Dexamethasone inhibited the induction of luciferase expression
Dexamethasone, a synthetic glucocorticoid, has been well characterized for its ability to inhibit IL-1β production. A major mechanism is that dexamethasone inhibits IκB degradation and therefore suppresses IL-1β gene transcription promoted by NF-κB signaling pathway [16,17]. Male cHS4I-hIL-1βP-Luc mice were cotreated with LPS and dexamethasone (3 mg/kg i.p.) or LPS and saline. The dexamethasone cotreated mice had 51.5% lower induced luciferase expression as compared with the saline cotreated mice (Fig. 6A, B).

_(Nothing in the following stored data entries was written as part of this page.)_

//! Configuration for the shell worker and the backend client.

use std::path::{Path, PathBuf};

use serde::{Deserialize, Serialize};

use crate::error::{Error, Result};

fn default_cache_name() -> String {
    "kukaya-shell".to_string()
}

const fn default_cache_version() -> u32 {
    1
}

fn default_asset_set() -> Vec<String> {
    [
        "/",
        "/index.html",
        "/offline.html",
        "/static/css/app.css",
        "/static/js/app.js",
        "/static/js/auth.js",
        "/static/icons/icon-192.png",
    ]
    .into_iter()
    .map(str::to_string)
    .collect()
}

fn default_offline_page() -> String {
    "/offline.html".to_string()
}

const fn default_true() -> bool {
    true
}

fn default_api_base_url() -> String {
    "http://127.0.0.1:8000/api/".to_string()
}

/// Configuration for the shell worker.
///
/// The asset set and the generation identifier (name plus version) are the
/// only knobs the cache controller itself consumes; the rest configures
/// rollout eagerness and the backend origin.
#[derive(Debug, Clone, Serialize, Deserialize)]
pub struct ShellConfig {
    /// Base name of the cache.
    #[serde(default = "default_cache_name")]
    pub cache_name: String,
    /// Version marker; bumping it starts a new generation.
    #[serde(default = "default_cache_version")]
    pub cache_version: u32,
    /// Paths that must all be cached for the app shell to boot offline.
    #[serde(default = "default_asset_set")]
    pub asset_set: Vec<String>,
    /// Page served to failed navigations with no cached entry.
    #[serde(default = "default_offline_page")]
    pub offline_page: String,
    /// Whether a fresh install requests activation immediately instead of
    /// waiting for prior generations to be released.
    #[serde(default = "default_true")]
    pub eager_takeover: bool,
    /// Whether activation claims open clients without a reload.
    #[serde(default = "default_true")]
    pub claim_clients: bool,
    /// Origin of the backend API.
    #[serde(default = "default_api_base_url")]
    pub api_base_url: String,
}

impl Default for ShellConfig {
    fn default() -> Self {
        Self {
            cache_name: default_cache_name(),
            cache_version: default_cache_version(),
            asset_set: default_asset_set(),
            offline_page: default_offline_page(),
            eager_takeover: true,
            claim_clients: true,
            api_base_url: default_api_base_url(),
        }
    }
}

impl ShellConfig {
    /// Creates a configuration with default values.
    #[must_use]
    pub fn new() -> Self {
        Self::default()
    }

    /// The current generation identifier.
    #[must_use]
    pub fn generation(&self) -> String {
        format!("{}-v{}", self.cache_name, self.cache_version)
    }

    /// Sets the cache name.
    #[must_use]
    pub fn with_cache_name(mut self, name: impl Into<String>) -> Self {
        self.cache_name = name.into();
        self
    }

    /// Sets the cache version.
    #[must_use]
    pub const fn with_cache_version(mut self, version: u32) -> Self {
        self.cache_version = version;
        self
    }

    /// Replaces the asset set.
    #[must_use]
    pub fn with_asset_set<I, S>(mut self, paths: I) -> Self
    where
        I: IntoIterator<Item = S>,
        S: Into<String>,
    {
        self.asset_set = paths.into_iter().map(Into::into).collect();
        self
    }

    /// Sets the offline fallback page.
    #[must_use]
    pub fn with_offline_page(mut self, path: impl Into<String>) -> Self {
        self.offline_page = path.into();
        self
    }

    /// Sets whether install requests immediate activation.
    #[must_use]
    pub const fn with_eager_takeover(mut self, eager: bool) -> Self {
        self.eager_takeover = eager;
        self
    }

    /// Sets whether activation claims open clients.
    #[must_use]
    pub const fn with_claim_clients(mut self, claim: bool) -> Self {
        self.claim_clients = claim;
        self
    }

    /// Sets the backend API origin.
    #[must_use]
    pub fn with_api_base_url(mut self, url: impl Into<String>) -> Self {
        self.api_base_url = url.into();
        self
    }

    /// Loads configuration from a TOML file.
    ///
    /// # Errors
    ///
    /// Returns an error if the file cannot be read or parsed.
    pub fn load(path: &Path) -> Result<Self> {
        let raw = std::fs::read_to_string(path)?;
        toml::from_str(&raw).map_err(|e| Error::Config(e.to_string()))
    }

    /// Loads configuration from the default location, falling back to
    /// defaults when no file exists.
    ///
    /// # Errors
    ///
    /// Returns an error only when a file exists but cannot be parsed.
    pub fn load_default() -> Result<Self> {
        let path = Self::default_path();
        if path.exists() {
            Self::load(&path)
        } else {
            Ok(Self::default())
        }
    }

    /// Default configuration file location.
    #[must_use]
    pub fn default_path() -> PathBuf {
        dirs::config_dir()
            .unwrap_or_else(|| PathBuf::from("."))
            .join("kukaya")
            .join("shell.toml")
    }
}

Similarly, dexamethasone inhibited the induced luciferase expression in the zymosan induced acute arthritis model (Fig. 6C, D).
Figure 6. Dexamethasone inhibits hIL-1βP-driven luciferase expression in IL-1β-luc transgenic mice in the LPS and zymosan induced inflammation models. (A) Dexamethasone inhibits LPS-induced hIL-1βP-driven luciferase expression. Male cHS4I-hIL-1βP-Luc mice (n = 3/group) were cotreated with vehicle or dexamethasone (3 mg/kg) during the LPS (3 mg/kg) injection. All the mice were imaged at 0 and 5 h after LPS injection. (B) Quantification of luciferase activity (photons/sec) with the LivingImage software. Data presented were mean ± SE. (C) Dexamethasone inhibits hIL-1βP-driven luciferase expression during zymosan induced acute arthritis. Female cHS4I-hIL-1βP-Luc mice (n = 3/group) were cotreated with vehicle or dexamethasone (50 μg/mouse) during the administration of zymosan (300 μg/mouse). All the mice were imaged at 0 and 4 h after zymosan injection. (D) Quantification of luciferase activity (photons/sec) of the articular region of the acute arthritis mice with the LivingImage software. Data presented were mean ± SE. *** indicate significant differences at p < 0.001. p/s/cm2/sr: photons/sec/cm2/steradian.

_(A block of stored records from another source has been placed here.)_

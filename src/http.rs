//! Request/response model shared by the shell worker and its backends.
//!
//! The worker routes on a deliberately small surface: method, URL and
//! navigation mode on the way in; status, headers and visibility class on
//! the way out. Everything else about the exchange belongs to the backend.

use std::collections::HashMap;
use std::fmt;

use bytes::Bytes;

/// HTTP method of an intercepted request.
#[derive(Debug, Clone, Copy, PartialEq, Eq, Hash)]
pub enum Method {
    Get,
    Head,
    Post,
    Put,
    Patch,
    Delete,
    Options,
}

impl Method {
    /// Returns true for the only method the shell worker intercepts.
    #[must_use]
    pub const fn is_get(self) -> bool {
        matches!(self, Self::Get)
    }
}

impl fmt::Display for Method {
    fn fmt(&self, f: &mut fmt::Formatter<'_>) -> fmt::Result {
        let name = match self {
            Self::Get => "GET",
            Self::Head => "HEAD",
            Self::Post => "POST",
            Self::Put => "PUT",
            Self::Patch => "PATCH",
            Self::Delete => "DELETE",
            Self::Options => "OPTIONS",
        };
        f.write_str(name)
    }
}

/// How a request reached the shell worker.
#[derive(Debug, Clone, Copy, PartialEq, Eq, Default)]
pub enum RequestMode {
    /// An ordinary subresource load (script, style, data call).
    #[default]
    Subresource,
    /// A top-level navigation. Only navigations are eligible for the
    /// offline fallback page.
    Navigation,
}

/// A request intercepted by the shell worker.
#[derive(Debug, Clone)]
pub struct Request {
    /// HTTP method.
    pub method: Method,
    /// Target URL, absolute or a path relative to the configured origin.
    pub url: String,
    /// Navigation vs. subresource.
    pub mode: RequestMode,
    /// Request headers.
    pub headers: HashMap<String, String>,
    /// Request body, empty for GETs.
    pub body: Bytes,
}

impl Request {
    /// Creates a request with the given method and URL.
    #[must_use]
    pub fn new(method: Method, url: impl Into<String>) -> Self {
        Self {
            method,
            url: url.into(),
            mode: RequestMode::Subresource,
            headers: HashMap::new(),
            body: Bytes::new(),
        }
    }

    /// Creates a plain GET request.
    #[must_use]
    pub fn get(url: impl Into<String>) -> Self {
        Self::new(Method::Get, url)
    }

    /// Creates a top-level navigation request.
    #[must_use]
    pub fn navigation(url: impl Into<String>) -> Self {
        let mut request = Self::new(Method::Get, url);
        request.mode = RequestMode::Navigation;
        request
    }

    /// Returns true if this request is a top-level navigation.
    #[must_use]
    pub const fn is_navigation(&self) -> bool {
        matches!(self.mode, RequestMode::Navigation)
    }
}

/// Visibility class of a captured response.
///
/// Opaque responses come from cross-origin fetches whose contents the
/// capturing code cannot inspect; they are never written into a cache
/// generation.
#[derive(Debug, Clone, Copy, PartialEq, Eq)]
pub enum ResponseKind {
    /// Same-origin response, fully visible.
    Basic,
    /// Cross-origin response served with CORS approval.
    Cors,
    /// Cross-origin response with no CORS approval.
    Opaque,
}

/// A response captured from the network or replayed from a generation.
#[derive(Debug, Clone)]
pub struct Response {
    /// HTTP status code.
    pub status: u16,
    /// Visibility class.
    pub kind: ResponseKind,
    /// Response headers.
    pub headers: HashMap<String, String>,
    /// Response body.
    pub body: Bytes,
}

impl Response {
    /// Creates a same-origin response with the given status and body.
    #[must_use]
    pub fn new(status: u16, body: impl Into<Bytes>) -> Self {
        Self {
            status,
            kind: ResponseKind::Basic,
            headers: HashMap::new(),
            body: body.into(),
        }
    }

    /// Sets the visibility class.
    #[must_use]
    pub fn with_kind(mut self, kind: ResponseKind) -> Self {
        self.kind = kind;
        self
    }

    /// Returns true for 2xx statuses.
    #[must_use]
    pub const fn ok(&self) -> bool {
        self.status >= 200 && self.status < 300
    }

    /// Whether this response may be written into a cache generation.
    ///
    /// Only a plain 200 with a non-opaque body qualifies; everything else
    /// is simply not stored, which is not an error.
    #[must_use]
    pub const fn is_cacheable(&self) -> bool {
        self.status == 200 && !matches!(self.kind, ResponseKind::Opaque)
    }
}

#[cfg(test)]
mod tests {
    use super::*;

    #[test]
    fn method_display() {
        assert_eq!(Method::Get.to_string(), "GET");
        assert_eq!(Method::Post.to_string(), "POST");
        assert_eq!(Method::Options.to_string(), "OPTIONS");
    }

    #[test]
    fn only_get_is_interceptable() {
        assert!(Method::Get.is_get());
        assert!(!Method::Head.is_get());
        assert!(!Method::Post.is_get());
        assert!(!Method::Delete.is_get());
    }

    #[test]
    fn navigation_constructor_sets_mode() {
        let request = Request::navigation("/rooms");
        assert!(request.is_navigation());
        assert_eq!(request.method, Method::Get);

        let request = Request::get("/rooms");
        assert!(!request.is_navigation());
    }

    #[test]
    fn cacheable_requires_200_and_visible_body() {
        assert!(Response::new(200, "ok").is_cacheable());
        assert!(
            Response::new(200, "ok")
                .with_kind(ResponseKind::Cors)
                .is_cacheable()
        );
        assert!(
            !Response::new(200, "ok")
                .with_kind(ResponseKind::Opaque)
                .is_cacheable()
        );
        assert!(!Response::new(404, "missing").is_cacheable());
        assert!(!Response::new(301, "").is_cacheable());
        // 204 is a success but not a storable shell asset
        assert!(Response::new(204, "").ok());
        assert!(!Response::new(204, "").is_cacheable());
    }
}
//! Error types for the kukaya-shell library.

use thiserror::Error;

/// Errors that can occur during shell-worker and API operations.
#[derive(Error, Debug)]
pub enum Error {
    /// A required app-shell asset could not be retrieved during install.
    ///
    /// This is fatal to the install attempt: no partial cache generation
    /// is ever promoted.
    #[error("required asset {path} could not be fetched: {reason}")]
    AssetFetch {
        /// Asset-set path that failed.
        path: String,
        /// Why the fetch was rejected (transport failure or bad status).
        reason: String,
    },

    /// A live network exchange failed with no cached fallback available.
    #[error("network unavailable: {0}")]
    Network(String),

    /// The backend rejected a request.
    #[error("API error ({status}): {message}")]
    Api {
        /// HTTP status returned by the backend.
        status: u16,
        /// Error message from the response envelope.
        message: String,
    },

    /// HTTP transport error.
    #[error("HTTP error: {0}")]
    Http(#[from] reqwest::Error),

    /// A URL could not be parsed or resolved against the configured origin.
    #[error("invalid URL: {0}")]
    Url(#[from] url::ParseError),

    /// I/O error from cache storage or configuration files.
    #[error("I/O error: {0}")]
    Io(#[from] std::io::Error),

    /// Malformed JSON in a backend response.
    #[error("malformed payload: {0}")]
    Json(#[from] serde_json::Error),

    /// Configuration file could not be parsed.
    #[error("invalid configuration: {0}")]
    Config(String),
}

/// A specialized `Result` type for kukaya-shell operations.
pub type Result<T> = std::result::Result<T, Error>;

We have generated a cHS4I-hIL-1βP-Luc transgenic mouse model for monitoring hIL-1β gene transcriptional activity during inflammation. Using an in vivo bioluminescence imaging system, we demonstrated that luciferase signals in the cHS4I-hIL-1βP-Luc transgenic mice were dramatically induced in the whole body (especially in liver, duodenum, lung, kidneys, stomach, brain, and thymus) following treatment with LPS. Direct quantification of luciferase signals using the LivingImage software yielded data comparable to those obtained by the conventional luminometer assay performed on excised and homogenized tissues. In an arthritis and a CHS reaction model, luciferase signals were induced locally in the treated area. Dexamethasone, a well known blocker of IL-1β production [16-18], suppressed the induced expression of luciferase in transgenic mice in these inflammation models. These data indicate that cHS4I-hIL-1βP-Luc mice are useful as a sensitive and convenient model for monitoring IL-1β gene expression during the disease process in a broad range of inflammatory conditions and for evaluating the effects of anti-inflammatory drugs.

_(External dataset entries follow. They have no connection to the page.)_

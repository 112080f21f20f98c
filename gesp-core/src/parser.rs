//! Rule-language parser
//!
//! Two passes:
//!
//! 1. [`paren_pairs`] walks the source once with an explicit stack and maps
//!    every `(` offset to its matching `)` offset. Unbalanced input fails
//!    here, before any structure is built. Parentheses inside string
//!    literals are ignored.
//! 2. The structural pass reads one expression at a time. A parenthesised
//!    form is bounded by the precomputed pair map; operator names and
//!    literals are recognised with nom combinators.
//!
//! ```text
//! expr     := literal | "(" operator expr* ")"
//! operator := [a-z-]+
//! literal  := "\"" [^"]* "\"" | [0-9]+ | "true" | "false"
//! ```
//!
//! Exactly one top-level expression is accepted; anything but whitespace
//! after it is [`ParseError::TrailingInput`].

use nom::{
    branch::alt,
    bytes::complete::{tag, take_while, take_while1},
    character::complete::{char, digit1},
    combinator::{map, map_res, value},
    error::{FromExternalError, ParseError as NomParseError},
    sequence::delimited,
    IResult,
};
use std::collections::BTreeMap;
use std::num::ParseIntError;

use crate::ast::{Exp, Literal, Node, Op, Span};
use crate::error::ParseError;

/// Opening-paren offset → closing-paren offset.
pub type ParenPairs = BTreeMap<usize, usize>;

// ============================================================================
// Public API
// ============================================================================

/// Parse a complete rule program.
pub fn parse_program(source: &str) -> Result<Node, ParseError> {
    parse_program_with_limit(source, usize::MAX)
}

/// Parse a rule program, rejecting sources longer than `limit` bytes.
pub fn parse_program_with_limit(source: &str, limit: usize) -> Result<Node, ParseError> {
    if source.len() > limit {
        return Err(ParseError::TooLong {
            len: source.len(),
            limit,
        });
    }

    let start = skip_whitespace(source, 0);
    if start == source.len() {
        return Err(ParseError::Empty);
    }

    let parser = Parser {
        source,
        pairs: paren_pairs(source)?,
    };
    let (node, end) = parser.expression(start, source.len())?;

    let rest = skip_whitespace(source, end);
    if rest < source.len() {
        return Err(ParseError::TrailingInput(rest));
    }
    Ok(node)
}

/// Match every `(` with its `)` in one left-to-right scan.
pub fn paren_pairs(source: &str) -> Result<ParenPairs, ParseError> {
    let mut pairs = ParenPairs::new();
    let mut open = Vec::new();
    let mut string_start: Option<usize> = None;

    for (pos, ch) in source.char_indices() {
        match (string_start, ch) {
            (Some(_), '"') => string_start = None,
            (Some(_), _) => {}
            (None, '"') => string_start = Some(pos),
            (None, '(') => open.push(pos),
            (None, ')') => {
                let start = open.pop().ok_or(ParseError::UnbalancedParen(pos))?;
                pairs.insert(start, pos);
            }
            (None, _) => {}
        }
    }

    if let Some(start) = string_start {
        return Err(ParseError::UnterminatedString(start));
    }
    if let Some(&start) = open.first() {
        return Err(ParseError::UnclosedParen(start));
    }
    Ok(pairs)
}

// ============================================================================
// Structural pass
// ============================================================================

struct Parser<'a> {
    source: &'a str,
    pairs: ParenPairs,
}

impl<'a> Parser<'a> {
    /// Parse one expression starting at `at`, not reading past `end`.
    /// Returns the node and the offset just after it.
    fn expression(&self, at: usize, end: usize) -> Result<(Node, usize), ParseError> {
        if self.source[at..end].starts_with('(') {
            let close = *self
                .pairs
                .get(&at)
                .ok_or(ParseError::UnclosedParen(at))?;
            let exp = self.form(at, close)?;
            return Ok((Node::Exp(exp), close + 1));
        }

        let input = &self.source[at..end];
        match literal::<nom::error::Error<&str>>(input) {
            Ok((rest, lit)) => {
                let next = end - rest.len();
                self.expect_boundary(next, end)?;
                Ok((Node::Literal(lit), next))
            }
            Err(_) => Err(self.literal_error(at)),
        }
    }

    /// Parse `(operator arg*)` occupying `open..=close`.
    fn form(&self, open: usize, close: usize) -> Result<Exp, ParseError> {
        let start = skip_whitespace(self.source, open + 1);
        if start >= close {
            return Err(ParseError::MissingOperator(open));
        }

        let name = match operator_name::<nom::error::Error<&str>>(&self.source[start..close]) {
            Ok((_, name)) => name,
            Err(_) => {
                let found = self.char_at(start);
                return Err(ParseError::Unexpected {
                    found,
                    position: start,
                });
            }
        };
        let after_name = start + name.len();
        self.expect_boundary(after_name, close)?;

        let op = Op::from_name(name).ok_or_else(|| ParseError::UnknownOperator {
            name: name.to_string(),
            position: start,
        })?;

        let mut args = Vec::new();
        let mut pos = skip_whitespace(self.source, after_name);
        while pos < close {
            let (arg, next) = self.expression(pos, close)?;
            args.push(arg);
            pos = skip_whitespace(self.source, next);
        }

        Ok(Exp {
            op,
            args,
            span: Span::new(open, close + 1),
        })
    }

    /// A token must not run straight into another word-like token.
    fn expect_boundary(&self, pos: usize, end: usize) -> Result<(), ParseError> {
        if pos >= end {
            return Ok(());
        }
        let c = self.char_at(pos);
        if c.is_alphanumeric() || c == '_' || c == '-' || c == '"' {
            return Err(ParseError::Unexpected {
                found: c,
                position: pos,
            });
        }
        Ok(())
    }

    fn literal_error(&self, at: usize) -> ParseError {
        let found = self.char_at(at);
        if found.is_ascii_digit() {
            ParseError::InvalidLiteral {
                position: at,
                message: "integer out of range".to_string(),
            }
        } else {
            ParseError::Unexpected {
                found,
                position: at,
            }
        }
    }

    fn char_at(&self, pos: usize) -> char {
        self.source[pos..].chars().next().unwrap_or(' ')
    }
}

fn skip_whitespace(source: &str, at: usize) -> usize {
    let rest = &source[at..];
    at + (rest.len() - rest.trim_start().len())
}

// ============================================================================
// Tokens
// ============================================================================

fn operator_name<'a, E: NomParseError<&'a str>>(input: &'a str) -> IResult<&'a str, &'a str, E> {
    take_while1(|c: char| c.is_ascii_lowercase() || c == '-')(input)
}

fn literal<'a, E>(input: &'a str) -> IResult<&'a str, Literal, E>
where
    E: NomParseError<&'a str> + FromExternalError<&'a str, ParseIntError>,
{
    alt((
        map(string_literal, |s: &str| Literal::String(s.to_string())),
        map(boolean_literal, Literal::Boolean),
        map(integer_literal, Literal::Integer),
    ))(input)
}

// No escape processing: a string ends at the next double quote.
fn string_literal<'a, E: NomParseError<&'a str>>(input: &'a str) -> IResult<&'a str, &'a str, E> {
    delimited(char('"'), take_while(|c: char| c != '"'), char('"'))(input)
}

fn boolean_literal<'a, E: NomParseError<&'a str>>(input: &'a str) -> IResult<&'a str, bool, E> {
    alt((value(true, tag("true")), value(false, tag("false"))))(input)
}

fn integer_literal<'a, E>(input: &'a str) -> IResult<&'a str, i64, E>
where
    E: NomParseError<&'a str> + FromExternalError<&'a str, ParseIntError>,
{
    map_res(digit1, str::parse::<i64>)(input)
}

// ============================================================================
// Tests
// ============================================================================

Conventional methods for monitoring IL-1β gene expression rely mostly on either measuring circulating levels of IL-1β in the serum or mRNA expression in tissues. Compared with these methods, the approach reported in this study is convenient and sensitive, and more importantly, with this approach the kinetics as well as the anatomical location of IL-1β gene expression can be conveniently studied and use a minimal number of animals. This is extraordinarily useful in monitoring both systematic and local inflammation, such as sepsis, arthritis, and chemical-induced skin toxicity.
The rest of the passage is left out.